Di Pasar Lok Baintan ini saya melihat 99% pedangang dan pembeli adalah kaum wanita. Sungguh tangguhnya mereka mendayung sampan saat melawan arus.
Sepintas mungkin terlihat mudah saja mendayung sampan, tapi sungguh itu pekerjaan sulit. Saya pernah mencoba dan tidak sedikitpun sampan saya bergerak.
Minyak bulus, lintah, buntal




Sore menjelang magrib saya memberanikan diri untuk JJS (Jalan-Jalan Santai) sendirian, menikmati suasana sunset dan sedikit mengenal kota ini. Saya yakin tidak akan tersesat kerna GPS ada ditangan. Banyak hal yang saya jumpai sepanjang perjalanan saya. Dan ketika azan magrib menggema, saya putuskan untuk kembali ke Hotel, dan mulai mengaktifkan GPS saya, memintanya untuk menunjukkan jalan kembali ke Hotel. 
Sialnya...GPS tidak menemukan hotel yang saya maksud. kok bisa? padahal ini kan hotel terkenal yang ada dikota ini. 
Ada buktinya nov hotelnya terkenal?
Ya..setidaknya Ariel Noah juga menginap dihotel ini.
ok..back to the case....


Ratusan penyu gagal mencoba untuk hidup
Saya sudah cukup jauh 'menyasarkan' diri. Akhirnya saya bertanya pada bapak yang duduk dipinggir kedai kecil di depan jembatan. Sambil melepas lelah, saya mengobrol dengan dia dan bertanya jalan kembali ke hotel saya. Saya pikir arah yang diberikannya sudah cukup menuntun saya untuk pulang, saya pamitan.

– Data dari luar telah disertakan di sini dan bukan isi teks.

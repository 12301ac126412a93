//! Card diagnostics
//!
//! Runs the card report in stages: driver geometry, mount, root listing.
//! Each stage produces its own outcome. A geometry failure does not stop
//! the mount attempt; a mount failure skips the listing and the speed
//! tests.

use indicatif::ProgressBar;
use log::{error, info, warn};

use crate::bench::{ScratchBuffer, SequentialBenchmark};
use crate::clock::UptimeClock;
use crate::config::SdBenchConfig;
use crate::disk::{DiskAccess, DiskIoctl};
use crate::fs::{Mount, MountDescriptor};
use crate::report::{CardReport, Geometry, SessionReport, StageOutcome};
use crate::Result;

/// Report plus the mount it produced, if any
pub struct CardSession<'d> {
    pub report: CardReport,
    pub mount: Option<Mount<'d>>,
}

/// Initialize `disk` and query its geometry
pub fn read_geometry(disks: &mut DiskAccess, disk: &str) -> Result<Geometry> {
    disks.init(disk).map_err(|e| {
        error!("Storage init ERROR! ({})", e);
        e
    })?;

    let sector_count = disks.ioctl(disk, DiskIoctl::GetSectorCount).map_err(|e| {
        error!("Unable to get sector count ({})", e);
        e
    })?;
    info!("Block count {}", sector_count);

    let sector_size = disks.ioctl(disk, DiskIoctl::GetSectorSize).map_err(|e| {
        error!("Unable to get sector size ({})", e);
        e
    })?;
    info!("Sector size {}", sector_size);

    let geometry = Geometry {
        sector_count,
        sector_size,
    };
    info!("Memory Size(MB) {}", geometry.capacity_mb());
    Ok(geometry)
}

/// Geometry report, mount, and listing of the mount root
pub fn sd_card_info<'d>(disks: &'d mut DiskAccess, config: &SdBenchConfig) -> CardSession<'d> {
    let geometry = StageOutcome::from_result(read_geometry(disks, &config.disk_name));

    let descriptor = MountDescriptor::fat(config.mount_point.as_str());
    let mounted = disks
        .volume(&config.disk_name)
        .and_then(|device| Mount::mount(descriptor, device));

    let (mount_outcome, volume, listing, mount) = match mounted {
        Ok(mount) => {
            info!("Disk mounted.");
            let mounted = StageOutcome::Completed {
                value: mount.descriptor().clone(),
            };
            let volume = StageOutcome::from_result(mount.volume_info());
            if let StageOutcome::Failed { message, .. } = &volume {
                warn!("Volume statistics unavailable: {}", message);
            }
            let listing = StageOutcome::from_result(mount.lsdir(mount.mount_point()));
            (mounted, volume, listing, Some(mount))
        }
        Err(e) => {
            error!("Error mounting disk. ({})", e);
            (
                StageOutcome::failed(&e),
                StageOutcome::skipped("disk not mounted"),
                StageOutcome::skipped("disk not mounted"),
                None,
            )
        }
    };

    CardSession {
        report: CardReport {
            disk: config.disk_name.clone(),
            mount_point: config.mount_point.clone(),
            geometry,
            mount: mount_outcome,
            volume,
            listing,
        },
        mount,
    }
}

/// Card report followed by the write and read tests
pub fn run_session(
    disks: &mut DiskAccess,
    config: &SdBenchConfig,
    clock: &dyn UptimeClock,
    progress: ProgressBar,
) -> Result<SessionReport> {
    let benchmark = SequentialBenchmark::new(config, clock)?.with_progress(progress);
    let mut buffer = ScratchBuffer::new(config.block_size)?;
    if config.test_files_differ() {
        warn!(
            "read test uses {} but write test writes {}",
            config.read_file, config.write_file
        );
    }

    let CardSession { report, mount } = sd_card_info(disks, config);
    let (write, read) = match mount {
        Some(mut mount) => {
            let write = StageOutcome::from_result(benchmark.write_speed(&mut mount, &mut buffer));
            let read = StageOutcome::from_result(benchmark.read_speed(&mut mount, &mut buffer));
            if let Err(e) = mount.unmount() {
                warn!("unmount failed: {}", e);
            }
            (write, read)
        }
        None => (
            StageOutcome::skipped("disk not mounted"),
            StageOutcome::skipped("disk not mounted"),
        ),
    };

    Ok(SessionReport {
        card: report,
        write,
        read,
    })
}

Lagi-lagi saya menyasarkan diri diperjalanan. Saya bertemu ibu tua penjual telur penyu. Tiba-tiba saya merasa sedih sekali. Bukan saya sok jadi orang yang peduli pada lingkungan, tapi saya ingat film animasi Sammy Adventure I and II. (Film animasi yang bercerita tentang pertualangan penyu).
Demi mendapat informasi dari si Ibu saya rela membeli telur penyu nya Rp.8000 per butir. Telur itu tidak akan saya makan, tapi sekadar pengingat dan jadi memori untuk saya suatu saat nanti.